Un beau jour on lui écrit de l'autre bout du globe, pour lui signifier qu'Hector Mann a lu et apprécié son livre, et qu'il souhaite vivement le rencontrer, au Nouveau-Mexique. le hasard a depuis longtemps cessé d'opérer. Une force, un lien indestructible a émergé du néant, d'un bref et méconnaissable éclat de rire en son temps, et la vie de David Zimmer n'a plus qu'à suivre à rebours ce fil d'Ariane, qui s'était matérialisé de façon ténue tout d'abord, jusqu'à devenir la veine principale de ce destin retrouvé, mais encore boiteux.

Qu'y a-t-il à son bout ? Hector Mann, l'attendant patiemment, vraisemblablement à la toute fin de sa vie ?

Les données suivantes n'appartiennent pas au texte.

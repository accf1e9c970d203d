//! Core data model and bounded resource components for incremental
//! document translation
//!
//! This crate holds the pieces that are independent of pipeline
//! orchestration:
//! - **Data model**: tagged node trees, documents, blocks, and chunks
//! - **Caching**: a bounded, thread-safe parse cache with TTL expiry and
//!   crash-safe snapshot persistence
//! - **Buffering**: a bounded result buffer with transparent compression
//! - **Control**: a feedback-driven adaptive chunk sizer
//! - **Seams**: traits for the external parser, translation backend, and
//!   assembler
//!
//! # Example
//!
//! ```rust
//! use lintra_core::{AdaptiveChunkSizer, SizerConfig};
//! use std::time::Duration;
//!
//! let mut sizer = AdaptiveChunkSizer::new(SizerConfig::default()).unwrap();
//! let first = sizer.get_next_size(16 * 1024);
//!
//! // Latency far above target shrinks the next chunk once the
//! // hysteresis band is left.
//! sizer.update_feedback(first, Duration::from_secs(2), 0.1, None);
//! assert!(sizer.get_next_size(16 * 1024) < first);
//! ```

pub mod buffer;
pub mod cache;
pub mod chunk;
pub mod document;
pub mod error;
pub mod sizer;
pub mod traits;
pub mod tree;

pub use buffer::{BufferEviction, BufferStats, ResultBuffer, ResultBufferConfig};
pub use cache::{CacheStats, EvictionMode, ParseCache, ParseCacheConfig, ParseMode};
pub use chunk::{Chunk, ChunkBoundary, ChunkMetadata, ChunkResult};
pub use document::{Block, BlockKind, Document};
pub use error::{CoreError, Result};
pub use sizer::{AdaptiveChunkSizer, SizerConfig};
pub use traits::{
    AssembleError, Assembler, NoopTelemetry, ParseError, Parsed, Parser, TelemetryRecorder,
    TranslateError, TranslationContext, TranslationManager,
};
pub use tree::{FieldValue, Span, TreeNode, MAX_TREE_DEPTH};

Paul Auster réussit cette fois à captiver, non sans jeter le trouble dans l'esprit de son lecteur, pris de vertiges face au récit de ces vies gigognes, et face à l'absolutisme de H. Mann. Devant cette avalanche de révélations, jusqu'à l'altération probable, finale, de la réalité, c'est encore une fois l'identité qui est au centre du roman, celle qui ne nous sert, chez Paul Auster, qu'à marcher vers l'ailleurs, où nous attend la dispersion de tout ce que nous avions, et de tout ce que nous étions. La création, tant chez Mann que chez Zimmer, ou encore chez Alma, ne peut endiguer la vie, mais la double néanmoins, la soutient, jusque dans les régions les plus reculées de l'existence, faisant émerger de nouvelles terres.

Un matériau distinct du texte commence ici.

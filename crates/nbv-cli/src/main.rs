mod cli;
mod env;
mod probe;

use nbv_core::capability::ConfigError;

fn main() {
    if let Err(e) = cli::run() {
        eprintln!("{e:#}"); // pretty anyhow chain
        if e.downcast_ref::<ConfigError>().is_some() {
            std::process::exit(2);
        }
        std::process::exit(1);
    }
}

Le voyage est éreintant, parfois outrancier, surtout vers la fin. A l'occasion on se surprend à trouver que dans sa grande efficacité narrative, Paul Auster oublie de fixer plus longuement son regard sur cette histoire, et sur sa bouillonnante présence humaine, dont les remous semblent parfois submergés dans l'immense courant, mouvement même de la folie de soi, que génère la tragique et lumineuse histoire de H. Mann ; peut-être ces personnages, en somme, semblent-ils trop broyés et anéantis, en tant que personnages, par cette dernière. Mais ce qui ne nous apparaît pas, à la lecture, comme un mystère, c'est que Paul Auster dépeint parfaitement ces vies, y compris celle de Mann, et nous gagne à la fascination qu'il exerce sur les protagonistes de cette histoire. Ils vacillent autour de leurs propres raisons de vivre, ayant à la fois trouvé là leur soleil, et peut-être aussi le chemin qui leur est désigné, à la surface de la terre.

Au terme de ces pages vient le soulagement, et on laisse Zimmer, baignant dans la lumière aveuglante de ce même soleil, et du passé, seule trace de ce qu'il est, et de ce qu'il peut encore devenir.